30.6.14

Necesidades

Reconocer nuestro ser personal exige, como poco, reconocer nuestras necesidades. Esto supone aceptar que las tenemos y que podemos darnos cuenta de cómo nos motivan, que podemos atenderlas, que podemos establecer prioridades cuando interfieren entre sí y que podemos ocuparnos de ellas nosotros mismos, en lugar de esperar a que alguien se ocupe o quejarnos de que nadie lo haga. Posiblemente no hay nada más paralizante que ignorar lo que necesitamos como personas para conseguir algo que "creemos" necesitar. Este tipo de soluciones alternativas no suele llevarnos a buen puerto. Al ignorar las propias necesidades, nos ponemos en tensión por dentro y esa tensión tiende a salir de alguna manera: quejas, agresividad, nostalgia, tristeza, aislamiento... Sin embargo, esa tensión no desaparece cuando se canaliza de manera insana. Sólo cuando la ponemos al servicio de la transformación interior, la creación de nuestra realidad y el cuidado de las relaciones con los demás puede llegar a desaparecer. Y lo mismo les ocurre a los demás: también ellos tienen sus necesidades que intentan satisfacer del mejor modo a su alcance, contando con nosotros o no.

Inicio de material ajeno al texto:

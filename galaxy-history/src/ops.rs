// Map edits that record history the way the editor's input handlers do.
//
// Each edit saves state *before* mutating, so undo returns to the pre-edit map.

use galaxy_core::{CoreError, Region, StarSystem, SystemKey};
use tracing::{debug, info, trace, warn};

use crate::{ActionMeta, DragState, HistoryError, MapEditor, ViewTransform};

impl MapEditor {
    fn require_known(&self, key: &SystemKey) -> Result<(), HistoryError> {
        if self.lookup.contains(key) {
            Ok(())
        } else {
            Err(HistoryError::UnknownSystem { key: key.clone() })
        }
    }

    fn describe(&self, keys: &[SystemKey]) -> String {
        keys.iter()
            .map(|k| {
                self.system(k)
                    .map(|s| s.name.clone())
                    .unwrap_or_else(|| k.to_string())
            })
            .collect::<Vec<_>>()
            .join(",")
    }

    /// Record a selection-only change and apply it.
    fn change_selection(
        &mut self,
        new_keys: Vec<SystemKey>,
        description: String,
    ) -> Result<bool, HistoryError> {
        let prev_keys = self.selection.keys().to_vec();
        if prev_keys == new_keys {
            trace!("selection unchanged");
            return Ok(false);
        }
        self.save_state(
            description,
            false,
            false,
            ActionMeta::SelectionChange {
                prev_keys,
                new_keys: new_keys.clone(),
            },
        )?;
        self.selection.restore(&new_keys, &self.lookup);
        self.emit_selection_changed();
        Ok(true)
    }

    // --- selection ---

    /// Replace the selection. Unknown keys are ignored.
    pub fn select(&mut self, keys: &[SystemKey]) -> Result<bool, HistoryError> {
        let new_keys = self.lookup.retain_known(keys);
        if new_keys.is_empty() {
            return self.deselect_all();
        }
        let description = format!("Selected {}", self.describe(&new_keys));
        self.change_selection(new_keys, description)
    }

    /// Ctrl+click: add or remove one system from the selection.
    pub fn toggle_select(&mut self, key: &SystemKey) -> Result<bool, HistoryError> {
        self.require_known(key)?;
        let mut selection = self.selection.clone();
        let name = self.describe(std::slice::from_ref(key));
        let description = if selection.toggle(key.clone()) {
            format!("Selected {name}")
        } else {
            format!("Deselected {name}")
        };
        self.change_selection(selection.keys().to_vec(), description)
    }

    pub fn deselect_all(&mut self) -> Result<bool, HistoryError> {
        self.change_selection(Vec::new(), "Deselected all".to_string())
    }

    // --- structural edits ---

    pub fn add_system(&mut self, system: StarSystem) -> Result<(), HistoryError> {
        if system.key.is_empty() {
            return Err(HistoryError::InvalidMap(CoreError::EmptyKey {
                index: self.document.len(),
            }));
        }
        if self.lookup.contains(&system.key) {
            return Err(HistoryError::DuplicateKey { key: system.key });
        }
        if !system.has_finite_position() {
            return Err(HistoryError::InvalidMap(CoreError::NonFiniteCoordinate {
                key: system.key,
            }));
        }

        let selected = self.selection.keys().to_vec();
        self.save_state(
            format!("Added {}", system.name),
            false,
            true,
            ActionMeta::structural_with(&selected),
        )?;

        info!(key = %system.key, x = system.x, y = system.y, "system added");
        self.document.push(system);
        self.rebuild_lookup();
        Ok(())
    }

    /// Delete every selected system, its lanes and its region memberships.
    pub fn remove_selected(&mut self) -> Result<usize, HistoryError> {
        let keys = self.selection.keys().to_vec();
        if keys.is_empty() {
            return Ok(0);
        }

        let noun = if keys.len() == 1 { "system" } else { "systems" };
        self.save_state(
            format!("Deleted {} {noun}", keys.len()),
            false,
            false,
            ActionMeta::structural_with(&keys),
        )?;

        let removed = self.document.remove_keys(&keys);
        for region in self.regions.iter_mut() {
            region.systems.retain(|k| !keys.contains(k));
        }
        self.rebuild_lookup();
        self.selection.clear();

        info!(removed, "systems deleted");
        self.emit_selection_changed();
        Ok(removed)
    }

    pub fn rename_system(
        &mut self,
        key: &SystemKey,
        name: impl Into<String>,
    ) -> Result<(), HistoryError> {
        self.require_known(key)?;
        let name = name.into();
        let old = self.describe(std::slice::from_ref(key));
        let selected = self.selection.keys().to_vec();
        self.save_state(
            format!("Renamed {old} to {name}"),
            false,
            false,
            ActionMeta::structural_with(&selected),
        )?;

        if let Some(system) = self.lookup.resolve_mut(&mut self.document, key) {
            system.name = name;
        }
        Ok(())
    }

    /// Add a lane between two systems. Returns false when they are already linked.
    pub fn link_systems(&mut self, a: &SystemKey, b: &SystemKey) -> Result<bool, HistoryError> {
        self.require_known(a)?;
        self.require_known(b)?;
        if a == b || self.system(a).is_some_and(|s| s.is_linked_to(b)) {
            return Ok(false);
        }

        let selected = self.selection.keys().to_vec();
        let description = format!(
            "Linked {} to {}",
            self.describe(std::slice::from_ref(a)),
            self.describe(std::slice::from_ref(b))
        );
        self.save_state(
            description,
            false,
            false,
            ActionMeta::structural_with(&selected),
        )?;

        for (from, to) in [(a, b), (b, a)] {
            if let Some(system) = self.lookup.resolve_mut(&mut self.document, from) {
                if !system.is_linked_to(to) {
                    system.links.push(to.clone());
                }
            }
        }
        self.interaction.is_linking = false;
        self.interaction.link_source = None;
        Ok(true)
    }

    // --- dragging ---

    /// Start dragging from `anchor`. An unselected anchor becomes the only selection.
    pub fn begin_drag(&mut self, anchor: &SystemKey) -> Result<(), HistoryError> {
        self.require_known(anchor)?;
        let prev_keys = self.selection.keys().to_vec();
        if !self.selection.contains(anchor) {
            self.selection.restore(std::slice::from_ref(anchor), &self.lookup);
            self.emit_selection_changed();
        }
        self.interaction.drag = Some(DragState {
            anchor: anchor.clone(),
            prev_keys,
            steps: 0,
        });
        debug!(anchor = %anchor, "drag started");
        Ok(())
    }

    /// Move the selection by (dx, dy). Every step after the first is grouped
    /// with it so the whole drag undoes as one action group.
    pub fn drag_selected(&mut self, dx: f64, dy: f64) -> Result<(), HistoryError> {
        let (prev_keys, steps) = match &self.interaction.drag {
            Some(drag) => (drag.prev_keys.clone(), drag.steps),
            None => return Err(HistoryError::NoDragInProgress),
        };

        let selected = self.selection.keys().to_vec();
        for key in &selected {
            let Some(system) = self.system(key) else {
                continue;
            };
            if !((system.x + dx).is_finite() && (system.y + dy).is_finite()) {
                warn!(key = %key, dx, dy, "drag would leave a non-finite position");
                return Err(HistoryError::InvalidMap(CoreError::NonFiniteCoordinate {
                    key: key.clone(),
                }));
            }
        }

        let noun = if selected.len() == 1 { "system" } else { "systems" };
        self.save_state(
            format!("Moved {} {noun}", selected.len()),
            steps > 0,
            false,
            ActionMeta::Drag {
                prev_keys,
                selected_keys: selected.clone(),
            },
        )?;

        for key in &selected {
            if let Some(system) = self.lookup.resolve_mut(&mut self.document, key) {
                system.x += dx;
                system.y += dy;
            }
        }
        if let Some(drag) = self.interaction.drag.as_mut() {
            drag.steps += 1;
        }
        trace!(dx, dy, step = steps + 1, "drag step");
        Ok(())
    }

    /// Finish the drag. Returns the number of recorded steps.
    pub fn end_drag(&mut self) -> usize {
        let steps = self.interaction.drag.take().map_or(0, |d| d.steps);
        debug!(steps, "drag finished");
        steps
    }

    // --- clipboard ---

    /// Copy the selected systems. Returns how many were copied.
    pub fn copy_selection(&mut self) -> usize {
        self.clipboard = self.selected_systems().into_iter().cloned().collect();
        debug!(copied = self.clipboard.len(), "selection copied");
        self.clipboard.len()
    }

    /// Paste the clipboard shifted by (dx, dy). Pasted systems get fresh keys,
    /// keep lanes among themselves, and become the selection.
    pub fn paste(&mut self, dx: f64, dy: f64) -> Result<Vec<SystemKey>, HistoryError> {
        if self.clipboard.is_empty() {
            return Ok(Vec::new());
        }

        let mut renamed: Vec<(SystemKey, SystemKey)> = Vec::with_capacity(self.clipboard.len());
        for system in &self.clipboard {
            let fresh = self.fresh_key(&system.key, &renamed);
            renamed.push((system.key.clone(), fresh));
        }
        let map_key = |k: &SystemKey| {
            renamed
                .iter()
                .find(|(old, _)| old == k)
                .map(|(_, new)| new.clone())
        };

        let pasted: Vec<StarSystem> = self
            .clipboard
            .iter()
            .map(|s| {
                let mut copy = s.clone();
                copy.key = map_key(&s.key).unwrap_or_else(|| s.key.clone());
                copy.links = s.links.iter().filter_map(|k| map_key(k)).collect();
                copy.x += dx;
                copy.y += dy;
                copy
            })
            .collect();
        if let Some(bad) = pasted.iter().find(|s| !s.has_finite_position()) {
            warn!(key = %bad.key, dx, dy, "paste would leave a non-finite position");
            return Err(HistoryError::InvalidMap(CoreError::NonFiniteCoordinate {
                key: bad.key.clone(),
            }));
        }

        let selected = self.selection.keys().to_vec();
        let noun = if pasted.len() == 1 { "system" } else { "systems" };
        self.save_state(
            format!("Pasted {} {noun}", pasted.len()),
            false,
            true,
            ActionMeta::structural_with(&selected),
        )?;

        let keys: Vec<SystemKey> = pasted.iter().map(|s| s.key.clone()).collect();
        for system in pasted {
            self.document.push(system);
        }
        self.rebuild_lookup();
        self.selection.restore(&keys, &self.lookup);

        info!(pasted = keys.len(), "clipboard pasted");
        self.emit_selection_changed();
        Ok(keys)
    }

    fn fresh_key(&self, base: &SystemKey, taken: &[(SystemKey, SystemKey)]) -> SystemKey {
        let is_free =
            |k: &SystemKey| !self.lookup.contains(k) && !taken.iter().any(|(_, new)| new == k);
        let mut candidate = SystemKey::new(format!("{base}-copy"));
        let mut n = 2;
        while !is_free(&candidate) {
            candidate = SystemKey::new(format!("{base}-copy{n}"));
            n += 1;
        }
        candidate
    }

    // --- regions ---

    /// Group the selected systems into a named region, replacing any region
    /// with the same name. Regions sit beside the map and are not snapshotted.
    pub fn define_region(&mut self, name: impl Into<String>, color: [f32; 3]) -> usize {
        let name = name.into();
        let systems = self.selection.keys().to_vec();
        let count = systems.len();
        self.regions.retain(|r| r.name != name);
        info!(region = %name, systems = count, "region defined");
        self.regions.push(Region {
            name,
            color,
            systems,
        });
        self.modified = true;
        self.emit_regions_changed();
        count
    }

    pub fn remove_region(&mut self, name: &str) -> bool {
        let before = self.regions.len();
        self.regions.retain(|r| r.name != name);
        let removed = self.regions.len() != before;
        if removed {
            info!(region = %name, "region removed");
            self.modified = true;
            self.emit_regions_changed();
        }
        removed
    }

    // --- transient pointer state ---

    pub fn set_view(&mut self, view: ViewTransform) {
        self.view = view;
    }

    pub fn set_hover(&mut self, key: Option<SystemKey>) {
        self.interaction.hovered = key.filter(|k| self.lookup.contains(k));
    }

    pub fn start_linking(&mut self, source: &SystemKey) -> Result<(), HistoryError> {
        self.require_known(source)?;
        self.interaction.is_linking = true;
        self.interaction.link_source = Some(source.clone());
        Ok(())
    }

    pub fn set_panning(&mut self, panning: bool) {
        self.interaction.is_panning = panning;
    }
}
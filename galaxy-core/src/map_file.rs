//! Plain JSON map files.

use anyhow::Context;
use serde::{Deserialize, Serialize};
use std::fs;
use std::path::Path;

use crate::{validate_snapshot, Document, Region};

/// File extension recommended for saved maps.
pub const MAP_FILE_EXT: &str = "galaxy.json";

/// On-disk map: the systems plus region overlays.
#[derive(Debug, Clone, Default, PartialEq, Serialize, Deserialize)]
pub struct MapFile {
    pub systems: Document,
    #[serde(default)]
    pub regions: Vec<Region>,
}

/// Save a map to disk as pretty JSON.
pub fn save_map(path: impl AsRef<Path>, map: &MapFile) -> anyhow::Result<()> {
    let path = path.as_ref();

    if let Some(parent) = path.parent() {
        fs::create_dir_all(parent)
            .with_context(|| format!("create parent dir: {}", parent.display()))?;
    }

    let json = serde_json::to_string_pretty(map).context("serialize map to json")?;
    fs::write(path, json).with_context(|| format!("write map file: {}", path.display()))?;
    tracing::info!(path = %path.display(), systems = map.systems.len(), "map saved");
    Ok(())
}

/// Load a map from disk, rejecting duplicate keys and broken positions.
pub fn load_map(path: impl AsRef<Path>) -> anyhow::Result<MapFile> {
    let path = path.as_ref();
    let data =
        fs::read_to_string(path).with_context(|| format!("read map file: {}", path.display()))?;
    let map: MapFile = serde_json::from_str(&data).context("parse map json")?;
    validate_snapshot(&map.systems)
        .with_context(|| format!("validate map file: {}", path.display()))?;
    tracing::info!(
        path = %path.display(),
        systems = map.systems.len(),
        regions = map.regions.len(),
        "map loaded"
    );
    Ok(map)
}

Cuando aceptamos observar la propia tensión, la que solemos dirigir hacia el sí mismo y la que dirigimos hacia los demás inconsciente y sutilmente –a menudo con la mejor intención-, y nos esforzamos en comprender el papel que juega en nuestra vida, cómo se origina y cuál es su recorrido, entonces nos estamos dando la oportunidad de suavizarla, o desconectarla, o desactivarla incluso antes de que aparezca. Esto es especialmente importante para el mantenimiento de relaciones humanas veraces y satisfactorias entre unos seres humanos, desde la libertad y la responsabilidad de cada uno consigo mismo y con las personas amadas. Sin tergiversaciones o manipulaciones.


No podemos ignorar, en este sentido, que la agresividad es una consecuencia de la falta de conocimiento y consciencia. Si fuéramos interiormente más conscientes de lo que verdaderamente vivimos, encontraríamos con facilidad la manera y la ocasión de expresar lo que somos, lo que deseamos y lo que sentimos sin recurrir al ocultamiento, a la mentira, a la manipulación o a la agresividad. Y hay agresividad si empleamos la motivación propia de nuestras necesidades para forzar, coaccionar o engañar, en lugar de crear, estimular o protegernos mutuamente. Lo que ocurre es que, en última instancia, nuestra estima personal y la vergüenza suele llevarnos a callar, cuando no a emplear el juicio como defensa.